THE INPUT
--- START ---

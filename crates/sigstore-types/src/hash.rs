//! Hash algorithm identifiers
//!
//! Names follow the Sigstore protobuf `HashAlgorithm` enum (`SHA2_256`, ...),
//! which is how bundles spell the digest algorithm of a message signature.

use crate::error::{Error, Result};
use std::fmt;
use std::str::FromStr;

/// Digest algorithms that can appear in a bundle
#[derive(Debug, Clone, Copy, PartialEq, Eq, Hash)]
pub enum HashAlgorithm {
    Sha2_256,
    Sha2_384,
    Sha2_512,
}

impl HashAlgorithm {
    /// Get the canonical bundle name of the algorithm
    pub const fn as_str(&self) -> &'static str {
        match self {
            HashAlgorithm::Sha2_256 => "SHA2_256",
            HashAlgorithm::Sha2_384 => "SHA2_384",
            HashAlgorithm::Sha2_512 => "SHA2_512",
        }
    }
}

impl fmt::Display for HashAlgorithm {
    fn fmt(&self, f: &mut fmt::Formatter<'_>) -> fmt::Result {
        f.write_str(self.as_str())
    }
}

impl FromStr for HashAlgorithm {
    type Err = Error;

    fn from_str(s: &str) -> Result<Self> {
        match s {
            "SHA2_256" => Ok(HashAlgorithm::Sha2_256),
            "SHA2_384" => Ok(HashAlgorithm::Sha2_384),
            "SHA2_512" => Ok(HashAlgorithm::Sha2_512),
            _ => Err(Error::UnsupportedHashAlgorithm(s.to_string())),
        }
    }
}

--- END ---

WORK REQUEST
Output all of the entries without altering a single word.

EXERCISE SOLUTION
filename crates/sigstore-types/src/hash.rs
//! Hash algorithm identifiers
//!
//! Names follow the Sigstore protobuf `HashAlgorithm` enum (`SHA2_256`, ...),
//! which is how bundles spell the digest algorithm of a message signature.

use crate::error::{Error, Result};
use std::fmt;
use std::str::FromStr;

/// Digest algorithms that can appear in a bundle
#[derive(Debug, Clone, Copy, PartialEq, Eq, Hash)]
pub enum HashAlgorithm {
    Sha2_256,
    Sha2_384,
    Sha2_512,
}

impl HashAlgorithm {
    /// Get the canonical bundle name of the algorithm
    pub const fn as_str(&self) -> &'static str {
        match self {
            HashAlgorithm::Sha2_256 => "SHA2_256",
            HashAlgorithm::Sha2_384 => "SHA2_384",
            HashAlgorithm::Sha2_512 => "SHA2_512",
        }
    }
}

impl fmt::Display for HashAlgorithm {
    fn fmt(&self, f: &mut fmt::Formatter<'_>) -> fmt::Result {
        f.write_str(self.as_str())
    }
}

impl FromStr for HashAlgorithm {
    type Err = Error;

    fn from_str(s: &str) -> Result<Self> {
        match s {
            "SHA2_256" => Ok(HashAlgorithm::Sha2_256),
            "SHA2_384" => Ok(HashAlgorithm::Sha2_384),
            "SHA2_512" => Ok(HashAlgorithm::Sha2_512),
            _ => Err(Error::UnsupportedHashAlgorithm(s.to_string())),
        }
    }
}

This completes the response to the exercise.